Well that doesn’t really matter for us. All we really care about is that it is a very bright and distant light source that shines it’s light through the outer reaches of a galaxy. And the gas in the outer reaches of the galaxy, which we call the CGM, absorb some of the quasar’s light.

So this is the main way to observe the CGM because it doesn’t emit enough of it’s own light for us to detect. And so in our simulations we can mimic quasars by creating a LightRay that travels through our simulated galaxy and then generate a spectra by using all the information we have available like gas density, temperature, content etc. We call this a synthetic observation because synthetic is a cool word.

So What Does SALSA do Again??

SALSA doesn’t directly make these LightRay’s or generate the spectra. That’s hard and complicated and luckily some very nice people made software to do that called Trident, as mentioned before. So what SALSA adds is a streamlined way to both create a bunch of LightRay’s using Trident, and then process those LightRay’s to extract the data that your actually want.

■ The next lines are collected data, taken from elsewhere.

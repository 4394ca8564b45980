// Copyright 2025 The MakerRepo Developers
//
// Licensed under the Apache License, Version 2.0 (the "License");
// you may not use this file except in compliance with the License.
// You may obtain a copy of the License at
//
//     http://www.apache.org/licenses/LICENSE-2.0
//
// Unless required by applicable law or agreed to in writing, software
// distributed under the License is distributed on an "AS IS" BASIS,
// WITHOUT WARRANTIES OR CONDITIONS OF ANY KIND, either express or implied.
// See the License for the specific language governing permissions and
// limitations under the License.

//! Profiles, roles and programs, opening hours and support requests.

use makerrepo_base::{Role, UserProfile};
use serde::{Deserialize, Serialize};
use serde_json::Value as JsonValue;
use tracing::{info, instrument};

use crate::{
    config::{APP_RELEASE_TYPE, APP_VERSION},
    Client, Error, HttpError, Result,
};

/// The name of the volunteer program.
pub const VOLUNTEER_PROGRAM: &str = "Volunteer Program";
/// The name of the development program.
pub const DEVELOPMENT_PROGRAM: &str = "Development Program";

/// Shown in place of a missing value.
pub const NOT_AVAILABLE: &str = "Not Available";

/// A user's profile page.
#[derive(Clone, Debug, PartialEq, Deserialize)]
pub struct Profile {
    /// The user.
    pub user: UserProfile,
    /// The programs the user takes part in.
    #[serde(default)]
    pub programs: Vec<String>,
    /// The certifications the user holds.
    #[serde(default)]
    pub certifications: Vec<JsonValue>,
    /// The trainings the user can still take.
    #[serde(default)]
    pub remaining_trainings: Vec<JsonValue>,
}

impl Profile {
    /// Whether the user is a volunteer.
    pub fn is_volunteer(&self) -> bool {
        self.programs.iter().any(|p| p == VOLUNTEER_PROGRAM)
    }

    /// Whether the user is in the development program.
    pub fn is_in_development_program(&self) -> bool {
        self.programs.iter().any(|p| p == DEVELOPMENT_PROGRAM)
    }
}

/// When a space is open. The values are HTML snippets.
#[derive(Clone, Debug, Default, PartialEq, Eq, Deserialize)]
pub struct OpeningHours {
    /// The hours for students.
    #[serde(default)]
    pub students: Option<String>,
    /// The hours for the public.
    #[serde(default)]
    pub public: Option<String>,
    /// The summer hours.
    #[serde(default)]
    pub summer: Option<String>,
}

/// The contact details and opening hours of a space.
#[derive(Clone, Debug, Default, PartialEq, Eq, Deserialize)]
pub struct SpaceHours {
    /// The name of the space.
    #[serde(default)]
    pub name: Option<String>,
    /// The contact address of the space.
    #[serde(default)]
    pub email: Option<String>,
    /// Where the space is.
    #[serde(default)]
    pub address: Option<String>,
    /// The phone number of the space.
    #[serde(default)]
    pub phone_number: Option<String>,
    /// When the space is open.
    #[serde(default)]
    pub opening_hour: OpeningHours,
}

/// `value`, or [`NOT_AVAILABLE`] if it's missing or blank.
pub fn or_not_available(value: Option<&str>) -> &str {
    value.filter(|v| !v.trim().is_empty()).unwrap_or(NOT_AVAILABLE)
}

/// A request for help sent to the makerspace staff.
#[derive(Clone, Debug, Default, PartialEq, Eq)]
pub struct SupportRequest {
    /// Who is asking.
    pub name: String,
    /// Where to send the answer.
    pub email: String,
    /// What it's about.
    pub subject: String,
    /// The question.
    pub comments: String,
}

impl SupportRequest {
    /// The names of the fields that are left empty.
    pub fn missing_fields(&self) -> Vec<&'static str> {
        [
            ("name", &self.name),
            ("email", &self.email),
            ("subject", &self.subject),
            ("comments", &self.comments),
        ]
        .into_iter()
        .filter(|(_, value)| value.trim().is_empty())
        .map(|(field, _)| field)
        .collect()
    }
}

#[derive(Serialize)]
struct SendEmailRequest<'a> {
    name: &'a str,
    email: &'a str,
    subject: &'a str,
    comments: &'a str,
    app_version: String,
}

#[derive(Serialize)]
struct SetRoleRequest<'a> {
    id: u64,
    role: &'a Role,
}

#[derive(Serialize)]
struct ChangeProgramsRequest {
    user_id: u64,
    dev_program: bool,
    volunteer: bool,
}

/// Profiles and other user-facing endpoints.
#[derive(Debug, Clone)]
pub struct Account {
    client: Client,
}

impl Account {
    pub(crate) fn new(client: Client) -> Self {
        Self { client }
    }

    /// Get the profile of the user with the given username.
    pub async fn profile(&self, username: &str) -> Result<Profile> {
        let mut url = self.client.endpoint("")?;
        url.path_segments_mut()
            .map_err(|()| HttpError::Url(url::ParseError::RelativeUrlWithCannotBeABaseBase))?
            .pop_if_empty()
            .push(username);

        self.client.send_to::<(), _>(http::Method::GET, url, None, None).await
    }

    /// Change the role of a user. Only admins may do this.
    #[instrument(skip(self))]
    pub async fn set_role(&self, user_id: u64, role: &Role) -> Result<()> {
        let _: JsonValue =
            self.client.patch("admin/users/set_role", &SetRoleRequest { id: user_id, role }).await?;

        info!("Changed the role");
        Ok(())
    }

    /// Set which programs a user takes part in.
    #[instrument(skip(self))]
    pub async fn change_programs(
        &self,
        user_id: u64,
        dev_program: bool,
        volunteer: bool,
    ) -> Result<()> {
        let request = ChangeProgramsRequest { user_id, dev_program, volunteer };
        let _: JsonValue = self.client.patch("change_programs", &request).await?;
        Ok(())
    }

    /// Get the contact details and opening hours of the spaces.
    pub async fn space_hours(&self) -> Result<Vec<SpaceHours>> {
        self.client.get("hours").await
    }

    /// Send a support request.
    ///
    /// Fails with [`Error::MissingFields`] without contacting the server if a
    /// field is empty.
    #[instrument(skip_all)]
    pub async fn send_support_request(&self, request: &SupportRequest) -> Result<()> {
        let missing = request.missing_fields();
        if !missing.is_empty() {
            return Err(Error::MissingFields(missing));
        }

        let body = SendEmailRequest {
            name: &request.name,
            email: &request.email,
            subject: &request.subject,
            comments: &request.comments,
            app_version: format!("{APP_VERSION} {APP_RELEASE_TYPE}"),
        };
        let _: JsonValue = self.client.put("send_email", &body).await?;

        info!("Sent a support request");
        Ok(())
    }
}
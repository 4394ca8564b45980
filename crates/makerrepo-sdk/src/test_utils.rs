// Copyright 2025 The MakerRepo Developers
//
// Licensed under the Apache License, Version 2.0 (the "License");
// you may not use this file except in compliance with the License.
// You may obtain a copy of the License at
//
//     http://www.apache.org/licenses/LICENSE-2.0
//
// Unless required by applicable law or agreed to in writing, software
// distributed under the License is distributed on an "AS IS" BASIS,
// WITHOUT WARRANTIES OR CONDITIONS OF ANY KIND, either express or implied.
// See the License for the specific language governing permissions and
// limitations under the License.

//! Testing utilities - DO NOT USE IN PRODUCTION.

#![allow(dead_code)]

use std::sync::Mutex;

use futures_util::stream::{self, BoxStream, StreamExt};
use makerrepo_base::{MemoryStore, Role, SessionStoreExt, UserProfile};
use tokio::sync::mpsc;

use crate::{
    config::Environment,
    rfid::{NfcReader, RfidError},
    AuthState, Client, ClientBuilder,
};

/// The token of the session [`logged_in_client`] starts with.
pub const TEST_TOKEN: &str = "1234";

/// The staff member [`logged_in_client`] is logged in as.
pub fn test_user() -> UserProfile {
    let mut user = UserProfile::new(42, "alice");
    user.name = "Alice Liddell".to_owned();
    user.email = "alice@example.org".to_owned();
    user.role = Role::Staff;
    user
}

/// A [`ClientBuilder`] fit for testing, using the given `base_url` (or
/// localhost:1234) and an in-memory session store.
pub fn test_client_builder(base_url: Option<String>) -> ClientBuilder {
    Client::builder()
        .environment(Environment::Development)
        .base_url(base_url.as_deref().unwrap_or("http://localhost:1234"))
        .session_store(MemoryStore::new())
}

/// A [`Client`] using the given `base_url` (or localhost:1234), without a
/// session.
pub fn test_client(base_url: Option<String>) -> Client {
    test_client_builder(base_url).build().unwrap()
}

/// Persist the hardcoded session of [`test_user`] in the client's store and
/// mark it authenticated.
pub async fn set_client_session(client: &Client) {
    let user = test_user();
    client.session_store().set_session(TEST_TOKEN, &user).await.unwrap();
    client.inner.auth_state.set(AuthState::Authenticated(user));
}

/// A [`Client`] using the given `base_url` (or localhost:1234), already
/// logged in as [`test_user`] with [`TEST_TOKEN`].
pub async fn logged_in_client(base_url: Option<String>) -> Client {
    let client = test_client(base_url);
    set_client_session(&client).await;
    client
}

/// Like [`test_client`], but with a mocked server too.
pub async fn test_client_with_server() -> (Client, wiremock::MockServer) {
    let server = wiremock::MockServer::start().await;
    let client = test_client(Some(server.uri()));
    (client, server)
}

/// Like [`logged_in_client`], but with a mocked server too.
pub async fn logged_in_client_with_server() -> (Client, wiremock::MockServer) {
    let server = wiremock::MockServer::start().await;
    let client = logged_in_client(Some(server.uri())).await;
    (client, server)
}

/// A card reader fed by hand.
///
/// Every serial sent into the channel returned by [`MockNfcReader::new`] is
/// a tap; the stream ends once the sender is dropped.
#[derive(Debug)]
pub struct MockNfcReader {
    supported: bool,
    taps: Mutex<Option<mpsc::UnboundedReceiver<String>>>,
}

impl MockNfcReader {
    /// Create a reader and the sender feeding it.
    pub fn new(supported: bool) -> (Self, mpsc::UnboundedSender<String>) {
        let (sender, receiver) = mpsc::unbounded_channel();
        (Self { supported, taps: Mutex::new(Some(receiver)) }, sender)
    }
}

impl NfcReader for MockNfcReader {
    fn is_supported(&self) -> bool {
        self.supported
    }

    fn scan(&self) -> Result<BoxStream<'static, String>, RfidError> {
        let receiver = self
            .taps
            .lock()
            .map_err(|_| RfidError::ScanFailed("poisoned".to_owned()))?
            .take()
            .ok_or_else(|| RfidError::ScanFailed("already scanning".to_owned()))?;

        Ok(stream::unfold(receiver, |mut receiver| async move {
            receiver.recv().await.map(|serial| (serial, receiver))
        })
        .boxed())
    }
}
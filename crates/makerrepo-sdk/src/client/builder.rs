// Copyright 2025 The MakerRepo Developers
//
// Licensed under the Apache License, Version 2.0 (the "License");
// you may not use this file except in compliance with the License.
// You may obtain a copy of the License at
//
//     http://www.apache.org/licenses/LICENSE-2.0
//
// Unless required by applicable law or agreed to in writing, software
// distributed under the License is distributed on an "AS IS" BASIS,
// WITHOUT WARRANTIES OR CONDITIONS OF ANY KIND, either express or implied.
// See the License for the specific language governing permissions and
// limitations under the License.

use std::{fmt, sync::Arc};

use makerrepo_base::{DynSessionStore, MemoryStore, SessionStore};
use tracing::{debug, instrument};
use url::Url;

use super::{Client, ClientInner};
use crate::{
    config::{Environment, RequestConfig},
    error::ClientBuildError,
    http_client::HttpClient,
    HttpError,
};

/// Builder that allows creating and configuring various parts of a [`Client`].
///
/// When setting the `SessionStore` it is up to the user to open the storage
/// backend before client creation.
///
/// # Examples
///
/// ```
/// use makerrepo_sdk::{config::Environment, Client};
///
/// let client = Client::builder()
///     .environment(Environment::Production)
///     .user_agent("front-desk-kiosk/1.0")
///     .build()?;
/// # anyhow::Ok(())
/// ```
///
/// # Example for using a custom http client
///
/// Note: setting a custom http client will ignore `user_agent`, you'd need to
/// set it yourself if you want it.
///
/// ```
/// use makerrepo_sdk::Client;
///
/// let reqwest_builder = reqwest::ClientBuilder::new().https_only(true).user_agent("MyApp/v3.0");
///
/// let client_builder = Client::builder().http_client(reqwest_builder.build()?);
/// # anyhow::Ok(())
/// ```
#[must_use]
#[derive(Clone, Debug)]
pub struct ClientBuilder {
    environment: Environment,
    base_url: Option<String>,
    session_store: Option<Arc<DynSessionStore>>,
    request_config: RequestConfig,
    http_cfg: HttpConfig,
}

#[derive(Clone)]
enum HttpConfig {
    Settings { user_agent: Option<String> },
    Custom(reqwest::Client),
}

impl fmt::Debug for HttpConfig {
    fn fmt(&self, f: &mut fmt::Formatter<'_>) -> fmt::Result {
        match self {
            Self::Settings { user_agent } => {
                f.debug_struct("Settings").field("user_agent", user_agent).finish()
            }
            Self::Custom(_) => f.write_str("Custom"),
        }
    }
}

impl ClientBuilder {
    pub(crate) fn new() -> Self {
        Self {
            environment: Environment::current(),
            base_url: None,
            session_store: None,
            request_config: Default::default(),
            http_cfg: HttpConfig::Settings { user_agent: None },
        }
    }

    /// Set the environment the client talks to.
    ///
    /// Defaults to [`Environment::current()`]. The base URL of the
    /// environment is used unless [`base_url()`][Self::base_url] is set.
    pub fn environment(mut self, environment: Environment) -> Self {
        self.environment = environment;
        self
    }

    /// Override the base URL every route is resolved against.
    pub fn base_url(mut self, url: impl AsRef<str>) -> Self {
        self.base_url = Some(url.as_ref().to_owned());
        self
    }

    /// Set the store the session is persisted in.
    ///
    /// Defaults to a [`MemoryStore`], which forgets the session when the
    /// client is dropped.
    pub fn session_store(mut self, store: impl SessionStore + 'static) -> Self {
        self.session_store = Some(Arc::new(store));
        self
    }

    /// Set the default timeout and concurrency limit of the requests.
    pub fn request_config(mut self, request_config: RequestConfig) -> Self {
        self.request_config = request_config;
        self
    }

    /// Set the value of the `User-Agent` header.
    ///
    /// Ignored when a custom [`http_client()`][Self::http_client] is set.
    pub fn user_agent(mut self, user_agent: impl AsRef<str>) -> Self {
        match &mut self.http_cfg {
            HttpConfig::Settings { user_agent: slot } => {
                *slot = Some(user_agent.as_ref().to_owned());
            }
            HttpConfig::Custom(_) => {}
        }
        self
    }

    /// Use the given [`reqwest::Client`] to send the requests.
    pub fn http_client(mut self, client: reqwest::Client) -> Self {
        self.http_cfg = HttpConfig::Custom(client);
        self
    }

    /// Create a [`Client`] with the options set on this builder.
    ///
    /// # Errors
    ///
    /// This method can fail for two reasons:
    ///
    /// 1. The base URL is not a valid absolute `http(s)` URL.
    /// 2. The HTTP client couldn't be built.
    #[instrument(skip_all, fields(environment = %self.environment))]
    pub fn build(self) -> Result<Client, ClientBuildError> {
        let base_url = match &self.base_url {
            Some(url) => url.as_str(),
            None => self.environment.base_url(),
        };
        let base_url = normalize_base_url(base_url)?;

        let inner = match self.http_cfg {
            HttpConfig::Settings { user_agent } => {
                let user_agent = user_agent.unwrap_or_else(|| {
                    format!("makerrepo-sdk/{}", env!("CARGO_PKG_VERSION"))
                });
                reqwest::Client::builder().user_agent(user_agent).build().map_err(HttpError::from)?
            }
            HttpConfig::Custom(client) => client,
        };

        let session_store =
            self.session_store.unwrap_or_else(|| Arc::new(MemoryStore::new()));

        debug!(%base_url, "Built the client");

        Ok(Client {
            inner: ClientInner::new(
                self.environment,
                base_url,
                HttpClient::new(inner, self.request_config),
                session_store,
            ),
        })
    }
}

/// Parse `url` and make sure it ends with a slash, so that joining a route
/// appends to the path instead of replacing its last segment.
fn normalize_base_url(url: &str) -> Result<Url, ClientBuildError> {
    let mut base_url = Url::parse(url)?;

    if base_url.cannot_be_a_base() || !matches!(base_url.scheme(), "http" | "https") {
        return Err(ClientBuildError::InvalidBaseUrl(url.to_owned()));
    }

    if !base_url.path().ends_with('/') {
        let path = format!("{}/", base_url.path());
        base_url.set_path(&path);
    }

    Ok(base_url)
}
// Copyright 2025 The MakerRepo Developers
//
// Licensed under the Apache License, Version 2.0 (the "License");
// you may not use this file except in compliance with the License.
// You may obtain a copy of the License at
//
//     http://www.apache.org/licenses/LICENSE-2.0
//
// Unless required by applicable law or agreed to in writing, software
// distributed under the License is distributed on an "AS IS" BASIS,
// WITHOUT WARRANTIES OR CONDITIONS OF ANY KIND, either express or implied.
// See the License for the specific language governing permissions and
// limitations under the License.

use std::{
    io::{self, Write},
    path::PathBuf,
};

use anyhow::{bail, Context, Result};
use clap::{Parser, Subcommand};
use futures_util::StreamExt;
use makerrepo_sdk::{
    account::or_not_available, config::Environment, staff_dashboard::SpaceRoster, Client,
    FileStore, Navigation, Route, TapOutcome,
};
use tracing::debug;
use tracing_subscriber::EnvFilter;

mod reader;

use reader::LineNfcReader;

/// The front desk kiosk of a MakerRepo makerspace.
///
/// Staff log in once; the session is kept in the data directory. Afterwards
/// the kiosk shows who is in the space, signs people in and out by hand, or
/// reads RFID card serials from the standard input, one per line, and signs
/// the card owners in and out of the space.
#[derive(Parser, Debug)]
#[command(version)]
struct Cli {
    /// The deployment to talk to, `development` or `production`. Defaults to
    /// the one matching the build.
    #[arg(long, global = true)]
    env: Option<Environment>,

    /// Talk to this server instead of the one of the deployment.
    #[arg(long, global = true)]
    base_url: Option<String>,

    /// Where to keep the session.
    #[arg(long, global = true)]
    data_dir: Option<PathBuf>,

    /// Enable verbose logging output.
    #[arg(short, long, global = true, action)]
    verbose: bool,

    /// The sub-command to run.
    #[command(subcommand)]
    command: Command,
}

#[derive(Debug, Subcommand)]
enum Command {
    /// Log in and keep the session.
    Login {
        /// The username or email address.
        username_email: String,
        /// The password. Asked for interactively when left out.
        #[arg(long)]
        password: Option<String>,
    },
    /// Log out and forget the session.
    Logout,
    /// Show who is logged in.
    Whoami,
    /// Show who is in the current space.
    Roster,
    /// Switch to another space.
    ChangeSpace {
        /// The identifier of the space, see `roster`.
        space_id: u64,
    },
    /// Sign people into the space by hand.
    SignIn {
        /// The usernames.
        #[arg(required = true)]
        usernames: Vec<String>,
    },
    /// Sign people out of the space by hand.
    SignOut {
        /// The usernames.
        #[arg(required = true)]
        usernames: Vec<String>,
    },
    /// Show the opening hours of the spaces.
    Hours,
    /// Show the staff shifts of a space.
    Shifts {
        /// The space whose schedule to show.
        #[arg(long)]
        space: u64,
        /// Only show the shifts of the logged in user.
        #[arg(long)]
        mine: bool,
    },
    /// Read card serials from the standard input and sign their owners in
    /// and out.
    Scan {
        /// The space to sign people in and out of.
        #[arg(long)]
        space: u64,
    },
}

#[tokio::main]
async fn main() -> Result<()> {
    let cli = Cli::parse();

    let filter = EnvFilter::try_from_default_env()
        .unwrap_or_else(|_| EnvFilter::new(if cli.verbose { "debug" } else { "warn" }));
    tracing_subscriber::fmt().with_env_filter(filter).init();

    let client = build_client(&cli).await?;

    match cli.command {
        Command::Login { username_email, password } => {
            login(&client, &username_email, password).await
        }
        Command::Hours => hours(&client).await,
        Command::Logout => {
            require_session(&client, Route::Home).await?;
            client.logout().await?;
            println!("Logged out");
            Ok(())
        }
        Command::Whoami => whoami(&client).await,
        Command::Roster => {
            require_session(&client, Route::Home).await?;
            print_roster(&client.staff_dashboard().roster().await?);
            Ok(())
        }
        Command::ChangeSpace { space_id } => {
            require_session(&client, Route::Home).await?;
            print_roster(&client.staff_dashboard().change_space(space_id).await?);
            Ok(())
        }
        Command::SignIn { usernames } => {
            require_session(&client, Route::Home).await?;
            let dashboard = client.staff_dashboard();

            let mut roster = None;
            for username in &usernames {
                roster = Some(dashboard.sign_in_user(username).await?);
            }
            if let Some(roster) = roster {
                print_roster(&roster);
            }
            Ok(())
        }
        Command::SignOut { usernames } => {
            require_session(&client, Route::Home).await?;
            let usernames: Vec<&str> = usernames.iter().map(String::as_str).collect();
            print_roster(&client.staff_dashboard().sign_out_users(&usernames).await?);
            Ok(())
        }
        Command::Shifts { space, mine } => shifts(&client, space, mine).await,
        Command::Scan { space } => scan(&client, space).await,
    }
}

async fn build_client(cli: &Cli) -> Result<Client> {
    let data_dir = match &cli.data_dir {
        Some(dir) => dir.clone(),
        None => dirs::data_dir()
            .context("no data directory found, pass --data-dir")?
            .join("makerrepo/kiosk"),
    };
    debug!(data_dir = %data_dir.display(), "Using the data directory");

    let mut builder = Client::builder()
        .environment(cli.env.unwrap_or_else(Environment::current))
        .session_store(FileStore::open(&data_dir).await?)
        .user_agent(concat!("makerrepo-kiosk/", env!("CARGO_PKG_VERSION")));

    if let Some(base_url) = &cli.base_url {
        builder = builder.base_url(base_url);
    }

    Ok(builder.build()?)
}

/// Validate the stored session and make sure `route` may be shown.
async fn require_session(client: &Client, route: Route) -> Result<()> {
    client.bootstrap().await?;

    match client.route_guard().resolve(route).await? {
        Navigation::Render(_) => Ok(()),
        Navigation::Redirect(_) => bail!("Not logged in, run `makerrepo-kiosk login` first"),
    }
}

async fn login(client: &Client, username_email: &str, password: Option<String>) -> Result<()> {
    let password = match password {
        Some(password) => password,
        None => prompt("Password: ")?,
    };

    match client.login(username_email, &password).await {
        Ok(user) => {
            println!("Logged in as {} ({})", user.name, user.role);
            Ok(())
        }
        Err(error) if error.is_invalid_credentials() => bail!("Invalid username or password."),
        Err(error) => Err(error.into()),
    }
}

async fn whoami(client: &Client) -> Result<()> {
    require_session(client, Route::Home).await?;

    let user = client.user().context("the session has no profile")?;
    println!("{} <{}>", user.name, user.email);
    println!("username: {}", user.username);
    println!("role:     {}", user.role);

    if let Some(view) = client.route_guard().home_view() {
        println!("home:     {view:?}");
    }

    Ok(())
}

async fn hours(client: &Client) -> Result<()> {
    for space in client.account().space_hours().await? {
        println!("{}", or_not_available(space.name.as_deref()));
        println!("  email:    {}", or_not_available(space.email.as_deref()));
        println!("  address:  {}", or_not_available(space.address.as_deref()));
        println!("  phone:    {}", or_not_available(space.phone_number.as_deref()));
        println!("  students: {}", or_not_available(space.opening_hour.students.as_deref()));
        println!("  public:   {}", or_not_available(space.opening_hour.public.as_deref()));
        println!("  summer:   {}", or_not_available(space.opening_hour.summer.as_deref()));
    }

    Ok(())
}

async fn shifts(client: &Client, space_id: u64, mine: bool) -> Result<()> {
    require_session(client, Route::Home).await?;

    let user_id = if mine {
        Some(client.user().context("the session has no profile")?.id)
    } else {
        None
    };

    for shift in client.shifts().list(space_id, user_id).await? {
        let draft = if shift.draft { " (draft)" } else { "" };
        println!("{} to {}  {}{draft}", shift.start, shift.end, shift.title);
    }

    Ok(())
}

async fn scan(client: &Client, space_id: u64) -> Result<()> {
    require_session(client, Route::Home).await?;

    let handler = client.rfid(space_id);
    let reader = LineNfcReader::stdin();
    let mut taps = handler.process_taps(&reader)?;

    println!("Tap a card, or press Ctrl-D to stop");
    while let Some((serial, outcome)) = taps.next().await {
        println!("{}", describe_tap(&serial, &outcome));
    }

    Ok(())
}

fn describe_tap(serial: &str, outcome: &TapOutcome) -> String {
    match outcome {
        TapOutcome::Processed(status) => {
            format!("[{:?}] {} {}", status.severity(), status.card_number, status.message())
        }
        TapOutcome::Busy => format!("[Ignored] {serial}: another tap is still being processed"),
        TapOutcome::InvalidCard => format!("[Ignored] {serial:?} is not a card number"),
    }
}

fn print_roster(roster: &SpaceRoster) {
    match &roster.space {
        Some(space) => println!("{} ({} signed in)", space.name, roster.space_users.len()),
        None => println!("No space selected"),
    }

    for user in &roster.space_users {
        let flag = if user.flagged { " [flagged]" } else { "" };
        println!("  {:<20} {}{flag}", user.username, user.name);
    }

    if !roster.space_list.is_empty() {
        println!("Spaces:");
        for space in &roster.space_list {
            println!("  {:>4}  {}", space.id, space.name);
        }
    }
}

fn prompt(label: &str) -> Result<String> {
    print!("{label}");
    io::stdout().flush()?;

    let mut line = String::new();
    io::stdin().read_line(&mut line)?;

    Ok(line.trim_end_matches(['\r', '\n']).to_owned())
}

Doing this allows us to generate a catalog of observations. This is what observers do when they study real quasars. A lot of that work is done by hand with manually fitting spectra. So my goal was to automate this process for our synthetic observations because otherwise I’d have to also do it by hand, which is painful once you start generating tens of thousands of synthetic observations.

How Does it Extract the Useful Info? (SPICE)

So, a quick recap of what is happening that should help set the stage of what the SPICE method does which is the main method of extracting data that SALSA can use. So,

  • Generate lightray which is just straight line going through a part of the galaxy.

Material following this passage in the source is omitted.